Выбрать главу

Так что для тех, кто боится схем и таблиц (напомню, что сам Леви-Стросс вообще-то призывал не относиться к ним слишком серьезно), это единственная удобочитаемая книга Леви-Стросса. Но ценность ее, конечно, не только в этом.

Сюрпризы поджидают читателя на каждом шагу. Слишком уж многое тут не вписывается в канонический образ сухого рационалиста, у которого все разложено по полочкам. В своих дневниках Леви-Стросс предстает во всей «наготе», обуреваемый страстями, которые поначалу сильно удивят читателя.

К родной европейской цивилизации этнолог питает явно недобрые чувства. Особой чести тут удостаивается бразильская аристократия. Ее стиль жизни и интеллектуальный багаж Леви-Стросс подает как уродливое отражение цивилизации европейской, то есть — в соответствии с его системой ценностей — как «извращение в квадрате». Однако очевидно, что социальный паразитизм и интеллектуальное ничтожество этих титулованных эстетов он расценивает как закономерное развитие базовых принципов европейской культуры.

Трудно не заметить особого отношения Леви-Стросса к той философии, которой его обучили в университете. Леви-Стросс пишет, что набор твердых убеждений, с которым он покидал стены философского факультета, мало чем отличался от того, что был у него в пятнадцатилетнем возрасте, а навыки, приобретенные в университетские годы, сводились к способности за десять минут разработать диалектический каркас для часовой лекции о преимуществах автобусов над трамваями или наоборот. Безусловно, в таких заявлениях есть доля кокетства. Манипулировать философскими категориями с такой легкостью способен далеко не каждый. Другое дело, что молодой Леви-Стросс не счел философию достойной точкой приложения сил. И вместо вымучивания искусственных категориальных систем, чья новизна покупается софистическими ухищрениями и затемнением смысла, предпочел описывать и анализировать уже существующие.

Но тогда совсем уж странным кажется отношение Леви-Стросса к избранному ремеслу, эмоциональная окраска соответствующих описаний. Он заявляет, что ненавидит путешествия и путешественников, и безо всякой ностальгии по временам своей бродячей молодости пишет о нравственных и физических страданиях этнографа. Самое сильное из них — постоянное сомнение в моральном праве ученого на вторжение в жизнь изучаемого народа. С точки зрения Леви-Стросса, куда гуманнее было бы оставить измученных голодом и болезнями индейцев в покое.

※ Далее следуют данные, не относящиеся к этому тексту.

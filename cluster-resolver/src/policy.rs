use crate::ResolveError;
use std::{fmt, str::FromStr};

/// The load balancing policy a resolver asks its connection to use.
///
/// Leaving the policy [`Unset`](BalancerPolicy::Unset) lets the connection
/// fall back to its own default.
#[derive(Debug, Clone, Copy, Default, PartialEq, Eq, Hash)]
pub enum BalancerPolicy {
    #[default]
    Unset,
    /// Use the first reachable address.
    PickFirst,
    /// Spread calls across all addresses.
    RoundRobin,
}

impl BalancerPolicy {
    /// The accepted policy names, for help and error messages.
    pub const CHOICES: [&'static str; 2] = ["pick_first", "round_robin"];

    /// The policy name as used in a service config document. Empty when unset.
    pub fn as_str(&self) -> &'static str {
        match self {
            BalancerPolicy::Unset => "",
            BalancerPolicy::PickFirst => "pick_first",
            BalancerPolicy::RoundRobin => "round_robin",
        }
    }

    pub fn is_set(&self) -> bool {
        *self != BalancerPolicy::Unset
    }

    /// Replace the policy with the one named by `value`.
    ///
    /// Unknown names fail and leave the current policy untouched.
    ///
    /// ```
    /// use cluster_resolver::BalancerPolicy;
    ///
    /// let mut policy = BalancerPolicy::default();
    /// policy.set("round_robin").unwrap();
    /// assert!(policy.set("random").is_err());
    /// assert_eq!(policy.to_string(), "round_robin");
    /// ```
    pub fn set(&mut self, value: &str) -> Result<(), ResolveError> {
        *self = value.parse()?;
        Ok(())
    }

    /// Render the service config document selecting this policy, if one is set.
    pub fn service_config_json(&self) -> Option<String> {
        self.is_set().then(|| {
            format!(
                r#"{{"loadBalancingConfig": [{{ "{}": {{}} }}] }}"#,
                self.as_str()
            )
        })
    }
}

impl FromStr for BalancerPolicy {
    type Err = ResolveError;

    fn from_str(value: &str) -> Result<Self, Self::Err> {
        match value {
            "pick_first" => Ok(BalancerPolicy::PickFirst),
            "round_robin" => Ok(BalancerPolicy::RoundRobin),
            _ => Err(ResolveError::UnsupportedBalancerPolicy {
                value: value.to_string(),
            }),
        }
    }
}

impl fmt::Display for BalancerPolicy {
    fn fmt(&self, f: &mut fmt::Formatter<'_>) -> fmt::Result {
        f.write_str(self.as_str())
    }
}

Однако это только кажущиеся странности. При всей своей сумбурности комплекс оценок и настроений, из-за которого Леви-Стросс становится этнологом, — явление вполне закономерное и узнаваемое. Это — руссоизм. В «Печальных тропиках» мы видим, как руссоизм превращается в жизненную программу будущего этнолога, жизненная программа — в его биографию, а биография — в сюжет книги. В результате круг замыкается. Порожденное литературой жизнетворчество снова становится литературой.

Руссоистский вызов родной цивилизации рано или поздно порождает болезненный вопрос «а судьи кто?». При всем желании (и при всей симпатии к туземным культурам) альтернативу порочной цивилизации Старого Света в бразильских джунглях найти не удается. Там же было похоронено и множество других иллюзий. Именно поэтому «Печальные тропики» выглядят как рассказ великого этнолога о своих неудачах, ошибках, упущенных для науки возможностях. Научные достижения остаются за рамками книги, и мы находим их уже совсем под другими заглавиями.

Прозрения этнолога касаются в первую очередь себя самого, из-за чего рассказ Леви-Стросса о полевых исследованиях приобретает отчетливые признаки художественного произведения. Его структура строится на изоморфизме событий внутреннего плана и путешествия в пространстве (движению в глубь Бразилии и возвращению домой соответствуют погружение в культуру индейцев и открытие в себе европейца).

По мере того, как серия экспедиций подходит к концу, собственная деятельность кажется Леви-Строссу все более и более абсурдной. Еще не сформулированный или, наоборот, в свое время загнанный в подсознание, вопрос, что именно заставило его бросить родину, друзей, университетскую карьеру и политическую деятельность, приобретает для этнолога особую остроту.